We'll need to simulate this to measure how long it would take or what limits might be hit, but the most important one would be the netstring length limit on worker messages. That's like 10MB, and the syscall.dropImports messages will consume at most 20 bytes per entry, so we're talking about a 1MB netstring, so we'd still have a 10x safety margin.
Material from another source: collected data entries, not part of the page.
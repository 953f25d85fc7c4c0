//! Live-session chat types for MendIt.
//!
//! A `LiveSession` is an in-memory, simulated multi-participant chat. It is
//! never persisted on its own; its message log is copied into the
//! `MediationResult` produced when the session is resolved.

use chrono::{DateTime, Utc};
use serde::{Deserialize, Serialize};
use uuid::Uuid;

use std::fmt;
use std::str::FromStr;

/// Display name used for AI and system messages.
pub const MEDIATOR_NAME: &str = "MendIt AI";

/// User id stamped on system messages.
pub const SYSTEM_USER_ID: &str = "system";

/// User id stamped on AI messages.
pub const AI_USER_ID: &str = "ai";

/// Who produced a chat message.
#[derive(Debug, Clone, Copy, PartialEq, Eq, Serialize, Deserialize)]
#[serde(rename_all = "lowercase")]
pub enum MessageKind {
    User,
    Ai,
    System,
}

impl fmt::Display for MessageKind {
    fn fmt(&self, f: &mut fmt::Formatter<'_>) -> fmt::Result {
        match self {
            MessageKind::User => write!(f, "user"),
            MessageKind::Ai => write!(f, "ai"),
            MessageKind::System => write!(f, "system"),
        }
    }
}

/// A single message in a live session. Immutable once created.
#[derive(Debug, Clone, PartialEq, Serialize, Deserialize)]
#[serde(rename_all = "camelCase")]
pub struct ChatMessage {
    pub id: Uuid,
    pub user_id: String,
    pub user_name: String,
    pub message: String,
    pub timestamp: DateTime<Utc>,
    #[serde(rename = "type")]
    pub kind: MessageKind,
    #[serde(default, skip_serializing_if = "Option::is_none")]
    pub user_color: Option<String>,
}

impl ChatMessage {
    /// A message typed by a participant.
    pub fn user(participant: &Participant, message: impl Into<String>) -> Self {
        Self {
            id: Uuid::new_v4(),
            user_id: participant.id.clone(),
            user_name: participant.name.clone(),
            message: message.into(),
            timestamp: Utc::now(),
            kind: MessageKind::User,
            user_color: Some(participant.color.clone()),
        }
    }

    /// A message from the simulated mediator.
    pub fn ai(message: impl Into<String>) -> Self {
        Self {
            id: Uuid::new_v4(),
            user_id: AI_USER_ID.to_string(),
            user_name: MEDIATOR_NAME.to_string(),
            message: message.into(),
            timestamp: Utc::now(),
            kind: MessageKind::Ai,
            user_color: None,
        }
    }

    /// A session lifecycle notice (welcome, joins).
    pub fn system(message: impl Into<String>) -> Self {
        Self {
            id: Uuid::new_v4(),
            user_id: SYSTEM_USER_ID.to_string(),
            user_name: MEDIATOR_NAME.to_string(),
            message: message.into(),
            timestamp: Utc::now(),
            kind: MessageKind::System,
            user_color: None,
        }
    }

    pub fn is_user(&self) -> bool {
        self.kind == MessageKind::User
    }
}

/// Someone taking part in a live session.
#[derive(Debug, Clone, PartialEq, Eq, Serialize, Deserialize)]
#[serde(rename_all = "camelCase")]
pub struct Participant {
    pub id: String,
    pub name: String,
    pub color: String,
    #[serde(default)]
    pub is_typing: bool,
}

impl Participant {
    pub fn new(id: impl Into<String>, name: impl Into<String>, color: impl Into<String>) -> Self {
        Self {
            id: id.into(),
            name: name.into(),
            color: color.into(),
            is_typing: false,
        }
    }
}

/// Lifecycle status of a live session.
#[derive(Debug, Clone, Copy, PartialEq, Eq, Serialize, Deserialize)]
#[serde(rename_all = "lowercase")]
pub enum SessionStatus {
    Waiting,
    Active,
    Resolved,
}

impl fmt::Display for SessionStatus {
    fn fmt(&self, f: &mut fmt::Formatter<'_>) -> fmt::Result {
        match self {
            SessionStatus::Waiting => write!(f, "waiting"),
            SessionStatus::Active => write!(f, "active"),
            SessionStatus::Resolved => write!(f, "resolved"),
        }
    }
}

impl FromStr for SessionStatus {
    type Err = String;

    fn from_str(s: &str) -> Result<Self, Self::Err> {
        match s.to_lowercase().as_str() {
            "waiting" => Ok(SessionStatus::Waiting),
            "active" => Ok(SessionStatus::Active),
            "resolved" => Ok(SessionStatus::Resolved),
            other => Err(format!("invalid session status: '{other}'")),
        }
    }
}

/// A simulated live mediation chat.
#[derive(Debug, Clone, Serialize, Deserialize)]
#[serde(rename_all = "camelCase")]
pub struct LiveSession {
    /// Six-character uppercase session code.
    pub id: String,
    pub participants: Vec<Participant>,
    pub messages: Vec<ChatMessage>,
    pub relationship: String,
    pub tone: String,
    pub status: SessionStatus,
    /// Set once the clarifying questions have all been posted.
    pub ai_questions_asked: bool,
    pub created_at: DateTime<Utc>,
}

impl LiveSession {
    pub fn participant(&self, user_id: &str) -> Option<&Participant> {
        self.participants.iter().find(|p| p.id == user_id)
    }

    pub fn participant_mut(&mut self, user_id: &str) -> Option<&mut Participant> {
        self.participants.iter_mut().find(|p| p.id == user_id)
    }

    /// Number of messages typed by participants (AI and system excluded).
    pub fn user_message_count(&self) -> usize {
        self.messages.iter().filter(|m| m.is_user()).count()
    }

    pub fn participant_names(&self) -> Vec<&str> {
        self.participants.iter().map(|p| p.name.as_str()).collect()
    }

    /// Names of participants currently flagged as typing.
    pub fn typing_names(&self) -> Vec<&str> {
        self.participants
            .iter()
            .filter(|p| p.is_typing)
            .map(|p| p.name.as_str())
            .collect()
    }
}
//! Configuration loader for MendIt.
//!
//! Reads `config.toml` from the data directory and deserializes it into
//! [`MenditConfig`]. Falls back to defaults when the file is missing or
//! malformed.

use std::path::Path;

use mendit_types::config::MenditConfig;

use crate::filesystem::config_path;

/// Load configuration from `{data_dir}/config.toml`.
///
/// - Missing file: [`MenditConfig::default()`].
/// - Unreadable or unparsable file: logs a warning and returns the default.
pub async fn load_config(data_dir: &Path) -> MenditConfig {
    let config_path = config_path(data_dir);

    let content = match tokio::fs::read_to_string(&config_path).await {
        Ok(content) => content,
        Err(err) if err.kind() == std::io::ErrorKind::NotFound => {
            tracing::debug!("No config.toml found at {}, using defaults", config_path.display());
            return MenditConfig::default();
        }
        Err(err) => {
            tracing::warn!("Failed to read {}: {err}, using defaults", config_path.display());
            return MenditConfig::default();
        }
    };

    match toml::from_str::<MenditConfig>(&content) {
        Ok(config) => config,
        Err(err) => {
            tracing::warn!(
                "Failed to parse {}: {err}, using defaults",
                config_path.display()
            );
            MenditConfig::default()
        }
    }
}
But, I don't think I ever considered really large numbers of vrefs passing through the GC code at once. There might be some algorithmic slowdowns (the way we slice off the next GC Action to perform, in particular, might be O(N^2)). We might or might not be able to dodge these slowdowns by submitting the syscalls in smaller chunks. (Note that I think we need to submit all the vrefs by the end of the BOYD, to avoid the risk of confusion later with vrefs being re-imported, which limits this ability to dodge).

Description of the Design

In liveslots.js we currently deliver all the dropped vrefs in a single call: https://github.com/Agoric/agoric-sdk/blob/ef466d33286661655a3e296ef02f94fc95cf48ea/packages/swingset-liveslots/src/liveslots.js#L341-L343

I think we'd just break this up into groups of like 1k at a time. We'd do the same for all three calls.

Security Considerations

none, the same work is being done, just spread out over multiple calls

Scaling Considerations

need to investigate how the kernel reacts to large numbers of vrefs being GCed at the same time, see if there's a way to spread it out, and look for algorithmic slowdowns

Test Plan

Unit tests with a synthetic GC framework that creates more than 1k vrefs to drop at the same time, then examines the syscalls to make sure they are size-limited.

Probably manual tests of the kernel GC code to investigate potential perf problems with large GC operations.

Upgrade Considerations

This fix will go into liveslots, which means it will only help with vats that have been upgraded. Fortunately the fixes I'm looking at for allowing vats to drop their existing references would require a vat upgrade anyways. So the main sequencing requirement is that the kernel is re-launched (and re-bundles liveslots, with this smaller-pieces fix) before we attempt to upgrade the vats (with the change that releases those references).

mhofman commented 12 months ago

Interesting, but somewhat conflicting of my wish to move workers to a model where there is a single result at the end of the delivery containing all "distributed object operations" (once we move vatStore in process, and make device calls async only). Maybe we should consider a streaming result when we get there, or we'll simply have moved to parallelized worker already, removing any IPC costs.

warner commented 12 months ago

I think we can accommodate that, we just need to explicitly allow a large number of dropImport+retireImport items in those "distributed object operations". We're currently expressing them as syscalls, which get sent over messages, which can't get too big. We'll still be doing something with the operation results, but we need to deliver them in a container big enough to handle dropping a whole lot at once.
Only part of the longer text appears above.